His first operas, A Special Secret Someone and The Dreamer, were premiered in 2015. In 2016, he founded the Christman Opera Company. The company's inaugural performance took place at Opera America's National Opera Center in 2016 and featured a double bill of Dido and Aeneas and Christman's third opera, Adriana McMannes. His fourth opera, A Metamorphosis, was premiered by the COC in 2018. OperaWire named this performance one of the “Top 5 Operas to See” in North America. In 2019, it was announced that Christman and librettist Donna Gay Anderson had written a dramatic musical, Unfolded, about the life and work of Susie Scott Krabacher. In October 2019, selections from the musical were premiered in a benefit concert for Krabacher's humanitarian organization, HaitiChildren. During the COVID-19 pandemic, COC's virtual benefit concert for HaitiChildren featured premieres of music by Christman and Paula Kimper, performed by mezzo-soprano Madison Marie McIntosh and pianist Gregory Ritchey. COC also launched the series Voices Raising Voices, which featured virtual performances of vocal works by composers such as Mira J. Spektor, Gladys Smuckler Moskowitz, Jerrell R. Gray, Sonia Megías, and Greg Bartholomew.
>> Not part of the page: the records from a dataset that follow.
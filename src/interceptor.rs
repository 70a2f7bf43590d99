//! Stale-while-revalidate request interceptor
//!
//! Every outgoing request goes through `Interceptor::handle`. A request with a
//! stored snapshot is answered from the store (a hit); anything else goes to
//! the network (a miss). Either way a background refresh is scheduled once the
//! answer is ready, and the caller never waits for it.

use std::sync::Arc;

use async_trait::async_trait;
use thiserror::Error;
use tracing::{info, instrument};

use crate::cache::{
    sweep, CacheStorage, Generation, RequestDescriptor, ResponseSnapshot, Store, StoreError,
};
use crate::fetch::{FetchError, Fetcher};
use crate::refresh::{spawn_refresh, PendingRefreshes, RefreshSource, RefreshTask, Refresher};

/// Startup parameters of an interceptor
#[derive(Debug, Clone, Copy, Default, PartialEq, Eq)]
pub struct InterceptorConfig {
    /// Generation all reads and writes go to
    pub generation: Generation,
}

impl InterceptorConfig {
    pub fn new(generation: Generation) -> Self {
        Self { generation }
    }
}

/// Errors surfaced to the caller of `handle`
#[derive(Debug, Error)]
pub enum InterceptError {
    /// The network fetch for a miss failed
    #[error(transparent)]
    Fetch(#[from] FetchError),

    /// The store could not be read
    #[error(transparent)]
    Store(#[from] StoreError),
}

/// Where a served response came from
#[derive(Debug, Clone, Copy, PartialEq, Eq)]
pub enum Outcome {
    /// Served from the store without touching the network
    Hit,
    /// Fetched from the network
    Miss,
}

/// A response handed back by the interceptor, with its background refresh
#[derive(Debug)]
pub struct Served {
    /// The response for the caller
    pub response: ResponseSnapshot,
    /// Whether the response came from the store
    pub outcome: Outcome,
    /// The refresh scheduled after serving
    pub refresh: RefreshTask,
}

struct Shared<F, S> {
    fetcher: Arc<F>,
    store: Store<S>,
    generation: Generation,
    pending: Arc<PendingRefreshes>,
}

/// Serves requests from the store or the network and keeps the store fresh
pub struct Interceptor<F, S> {
    shared: Arc<Shared<F, S>>,
}

impl<F, S> Clone for Interceptor<F, S> {
    fn clone(&self) -> Self {
        Self {
            shared: Arc::clone(&self.shared),
        }
    }
}

impl<F: Fetcher, S: CacheStorage> Interceptor<F, S> {
    pub fn new(config: InterceptorConfig, fetcher: F, storage: S) -> Self {
        Self {
            shared: Arc::new(Shared {
                fetcher: Arc::new(fetcher),
                store: Store::new(storage),
                generation: config.generation,
                pending: Arc::new(PendingRefreshes::new()),
            }),
        }
    }

    pub fn generation(&self) -> Generation {
        self.shared.generation
    }

    pub fn store(&self) -> &Store<S> {
        &self.shared.store
    }

    /// Install lifecycle event; only logs
    pub fn install(&self) {
        info!(generation = %self.shared.generation, "Installing");
    }

    /// Activate lifecycle event: deletes every non-current generation.
    ///
    /// Activation is complete once the returned future resolves.
    pub async fn activate(&self) -> Result<Vec<String>, StoreError> {
        info!(generation = %self.shared.generation, "Clearing old caches");
        sweep(&self.shared.store, &self.shared.generation).await
    }

    /// Answers a request and schedules its background refresh
    #[instrument(skip_all, fields(method = %request.method, url = %request.url, generation = %self.shared.generation))]
    pub async fn handle(&self, request: RequestDescriptor) -> Result<Served, InterceptError> {
        let partition = self.shared.store.open(&self.shared.generation).await?;

        let (response, outcome, source) = match partition.get(&request).await? {
            Some(cached) => {
                info!("Found cached resource for {}", request.url);
                (cached, Outcome::Hit, RefreshSource::Cached)
            }
            None => {
                info!("No cached resource found for {}. Fetching", request.url);
                let fresh = self.shared.fetcher.fetch(&request).await?;
                let copy = fresh.clone();
                (fresh, Outcome::Miss, RefreshSource::Fetched(copy))
            }
        };

        let refresher = Refresher::new(Arc::clone(&self.shared.fetcher), partition);
        let refresh = spawn_refresh(refresher, request, source, &self.shared.pending);

        Ok(Served {
            response,
            outcome,
            refresh,
        })
    }

    /// Number of background refreshes still running
    pub fn pending_refreshes(&self) -> usize {
        self.shared.pending.len()
    }

    /// Waits for every background refresh scheduled so far to finish
    pub async fn wait_idle(&self) {
        self.shared.pending.wait_idle().await
    }
}

/// Lets any `Fetcher` client be cached transparently
#[async_trait]
impl<F: Fetcher, S: CacheStorage> Fetcher for Interceptor<F, S> {
    async fn fetch(&self, request: &RequestDescriptor) -> Result<ResponseSnapshot, FetchError> {
        match self.handle(request.clone()).await {
            Ok(served) => Ok(served.response),
            Err(InterceptError::Fetch(e)) => Err(e),
            Err(InterceptError::Store(e)) => Err(FetchError::Cache(e)),
        }
    }
}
In January 2021, COC presented a virtual performance of Christman's opera The Impresario and the Dueling Divas, with pianist Eve Queler. On May 7 of the same year, COC hosted a virtual concert to benefit The American Prize, in which 2020 TAP winner Madison Marie McIntosh and Gregory Ritchey premiered works by Theodore Christman, Antonio Covello, Ted Ganger, Michael J. Polo, Kevin Scott, Amy Scurria, Myron Silberstein, and Webster Young.